Church in Dorset, England

All Saints' Church is a Church of England parish church in Tarrant Keyneston, Dorset, England. Most of the church dates to a rebuild of 1852–53, but the tower is 15th-century. The church is a Grade II* listed building.

==History==
A church at Tarrant Keyneston is known to have existed in the early 14th century, with the earliest known rector being recorded in 1317. By the middle of the 19th century, the church was in a dilapidated state and was no longer able to comfortably accommodate the congregation. A decision was made to rebuild the church except for the tower, with plans being drawn up by the Diocesan architect Thomas Henry Wyatt of London. A north aisle was added to the new church to provide additional accommodation. At the time, the population of the parish numbered approximately 320 people and the new church was designed to accommodate 280.

Much of the £1,500 cost was covered by the lord of the manor, Sir John J. Smith of Down House. Rev. Henry Austen, whose father Rev. John Austen was rector of the parish at the time, contributed £300. The Salisbury Diocesan Church Building Society granted £100 towards the work in September 1852, and the Incorporated Church Building Society granted £70 on the condition that 209 seats would be free and unappropriated for use of the poorer inhabitants.

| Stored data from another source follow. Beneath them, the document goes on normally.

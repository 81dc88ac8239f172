//! 食材帳本：原子扣帳/入帳與異動簿記

use std::sync::Arc;
use std::time::Duration;

use rust_decimal::Decimal;
use uuid::Uuid;

use stock_core::{
    MovementDirection, MovementEntry, MovementReason, Result, StockError,
};

use crate::alert::{AlertSeverity, AlertSink, NullAlertSink, ThresholdAlert};
use crate::lock::LockSet;
use crate::movements::MovementLog;
use crate::store::IngredientStore;

/// 食材帳本
///
/// 唯一允許變動 `quantity_on_hand` 的元件；每次變動都在
/// 呼叫方持有的行鎖之下完成，並寫入一筆含前後快照的異動
pub struct Ledger {
    store: Arc<IngredientStore>,
    log: Arc<MovementLog>,
    alert_sink: Arc<dyn AlertSink>,
    lock_wait: Duration,
}

impl Ledger {
    /// 創建新的帳本
    pub fn new(store: Arc<IngredientStore>, log: Arc<MovementLog>) -> Self {
        Self {
            store,
            log,
            alert_sink: Arc::new(NullAlertSink),
            lock_wait: Duration::from_secs(2),
        }
    }

    /// 建構器模式：設置通知端
    pub fn with_alert_sink(mut self, sink: Arc<dyn AlertSink>) -> Self {
        self.alert_sink = sink;
        self
    }

    /// 建構器模式：設置單行操作的取鎖等待上限
    pub fn with_lock_wait(mut self, wait: Duration) -> Self {
        self.lock_wait = wait;
        self
    }

    /// 扣帳
    ///
    /// 要求 `quantity > 0` 且呼叫方已持有該食材的行鎖；
    /// 現有量不足時回傳 `InsufficientStock`，庫存永不為負。
    /// 扣帳使庫存穿越警戒線時向通知端發出事件（僅盡力而為）
    pub fn debit(
        &self,
        locks: &LockSet,
        ingredient_id: &str,
        quantity: Decimal,
        reason: MovementReason,
        actor: &str,
        reference: &str,
    ) -> Result<MovementEntry> {
        if quantity <= Decimal::ZERO {
            return Err(StockError::InvalidQuantity(quantity));
        }
        let row = locks.row(ingredient_id).ok_or_else(|| {
            StockError::Internal(format!("扣帳時未持有 {ingredient_id} 的行鎖"))
        })?;
        self.verify_row_identity(row, ingredient_id)?;

        let (before, after, threshold, crossed) = {
            let mut state = row.lock_state();
            let before = state.ingredient.quantity_on_hand;
            if before < quantity {
                return Err(StockError::InsufficientStock {
                    ingredient_id: ingredient_id.to_string(),
                    requested: quantity,
                    available: before,
                });
            }
            let after = before - quantity;
            state.ingredient.quantity_on_hand = after;
            let threshold = state.ingredient.alert_threshold;
            (before, after, threshold, before > threshold && after <= threshold)
        };

        let entry = MovementEntry::new(
            ingredient_id.to_string(),
            MovementDirection::Debit,
            reason,
            quantity,
            before,
            after,
            actor.to_string(),
            reference.to_string(),
        );
        self.log.append(entry.clone());

        tracing::debug!(
            "扣帳 {}: {} → {}（{:?}, ref={}）",
            ingredient_id,
            before,
            after,
            reason,
            reference
        );

        if crossed {
            self.emit_threshold_alert(ingredient_id, after, threshold);
        }

        Ok(entry)
    }

    /// 入帳
    ///
    /// 與扣帳對稱的加量操作；`quantity > 0` 即必然成功，
    /// 供回沖補償與進貨使用
    pub fn credit(
        &self,
        locks: &LockSet,
        ingredient_id: &str,
        quantity: Decimal,
        reason: MovementReason,
        actor: &str,
        reference: &str,
    ) -> Result<MovementEntry> {
        if quantity <= Decimal::ZERO {
            return Err(StockError::InvalidQuantity(quantity));
        }
        let row = locks.row(ingredient_id).ok_or_else(|| {
            StockError::Internal(format!("入帳時未持有 {ingredient_id} 的行鎖"))
        })?;
        self.verify_row_identity(row, ingredient_id)?;

        let (before, after) = {
            let mut state = row.lock_state();
            let before = state.ingredient.quantity_on_hand;
            let after = before + quantity;
            state.ingredient.quantity_on_hand = after;
            (before, after)
        };

        let entry = MovementEntry::new(
            ingredient_id.to_string(),
            MovementDirection::Credit,
            reason,
            quantity,
            before,
            after,
            actor.to_string(),
            reference.to_string(),
        );
        self.log.append(entry.clone());

        tracing::debug!(
            "入帳 {}: {} → {}（{:?}, ref={}）",
            ingredient_id,
            before,
            after,
            reason,
            reference
        );

        Ok(entry)
    }

    /// 進貨：單行入帳，原因固定為 `Purchase`
    pub fn restock(
        &self,
        ingredient_id: &str,
        quantity: Decimal,
        actor: &str,
        reference: &str,
    ) -> Result<MovementEntry> {
        let ids = vec![ingredient_id.to_string()];
        let locks = LockSet::acquire(&self.store, &ids, self.lock_wait)?;
        self.credit(&locks, ingredient_id, quantity, MovementReason::Purchase, actor, reference)
    }

    /// 行政覆寫庫存量
    ///
    /// 以差額寫成一筆更正/調整/損耗異動，稽核方式與一般
    /// 扣帳/入帳相同；與當前量相等時不寫任何異動
    pub fn adjust(
        &self,
        ingredient_id: &str,
        new_quantity: Decimal,
        reason: MovementReason,
        actor: &str,
    ) -> Result<Option<MovementEntry>> {
        if new_quantity < Decimal::ZERO {
            return Err(StockError::InvalidQuantity(new_quantity));
        }
        let ids = vec![ingredient_id.to_string()];
        let locks = LockSet::acquire(&self.store, &ids, self.lock_wait)?;

        let current = locks.ingredient(ingredient_id).ok_or_else(|| {
            StockError::IngredientNotFound(ingredient_id.to_string())
        })?;
        let reference = format!("adjust-{}", Uuid::new_v4());

        let delta = new_quantity - current.quantity_on_hand;
        if delta > Decimal::ZERO {
            Ok(Some(self.credit(
                &locks,
                ingredient_id,
                delta,
                reason,
                actor,
                &reference,
            )?))
        } else if delta < Decimal::ZERO {
            Ok(Some(self.debit(
                &locks,
                ingredient_id,
                -delta,
                reason,
                actor,
                &reference,
            )?))
        } else {
            Ok(None)
        }
    }

    /// 確認鎖集合裡的行就是本帳本存放區的那一行
    ///
    /// 同ID但來自別的存放區的鎖不得通過，否則會改到別人的行
    /// 卻把異動記在本帳本的日誌裡
    fn verify_row_identity(
        &self,
        locked_row: &Arc<crate::store::IngredientRow>,
        ingredient_id: &str,
    ) -> Result<()> {
        let own_row = self.store.row(ingredient_id)?;
        if !Arc::ptr_eq(locked_row, &own_row) {
            return Err(StockError::Internal(format!(
                "持有的 {ingredient_id} 行鎖不屬於本帳本的存放區"
            )));
        }
        Ok(())
    }

    fn emit_threshold_alert(&self, ingredient_id: &str, on_hand: Decimal, threshold: Decimal) {
        let severity = if on_hand <= Decimal::ZERO {
            AlertSeverity::Critical
        } else {
            AlertSeverity::Warning
        };
        let alert = ThresholdAlert {
            ingredient_id: ingredient_id.to_string(),
            quantity_on_hand: on_hand,
            alert_threshold: threshold,
            severity,
        };

        tracing::info!(
            "食材 {} 觸及警戒線: 現有 {}, 警戒 {}",
            ingredient_id,
            on_hand,
            threshold
        );
        if let Err(err) = self.alert_sink.notify(&alert) {
            // 通知失敗不影響扣帳
            tracing::warn!("庫存警示送出失敗: {}", err);
        }
    }
}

The faculty authorising the demolition and rebuilding of the church was obtained in 1852. The entire church was rebuilt except for the tower which was retained and repaired. The construction was carried out under Wyatt's supervision. The completed church was consecrated by the Bishop of Salisbury, the Right Rev. Edward Denison, on 23 September 1853.

In c. 1912, the churchyard was extended, and repairs were carried out to the church tower. In c. 1914, the church received three new bells in memory of the rector Rev. Philip Wingate. In c. 1970, the pulpit was re-constructed and a new roof was added to the tower.

==Architecture==
All Saints is built of Melbury stone rubble and flint, with dressings in Bath stone and the roofs covered with tiles from Donhead. It is made up of a nave, chancel, north aisle, north vestry, south porch and west tower. The entire church dates to 1852–53 with the exception of the 15th-century two-stage tower. The tower has an embattled parapet with a moulded coping, and the lower stage has buttresses on the north-west and south-west corners. It contains four bells, one of 15th-century origin and the other three being 20th-century.

As part of the 1852–53 work, a new pulpit, font and reading desk were fitted, as well as an organ of 1853, built by Gray and Davison of London. The pulpit is octagonal and made of timber, and the octagonal font is of stone. The communion table is 17th-century with a 19th-century top. The wrought-iron communion rails date to 1906.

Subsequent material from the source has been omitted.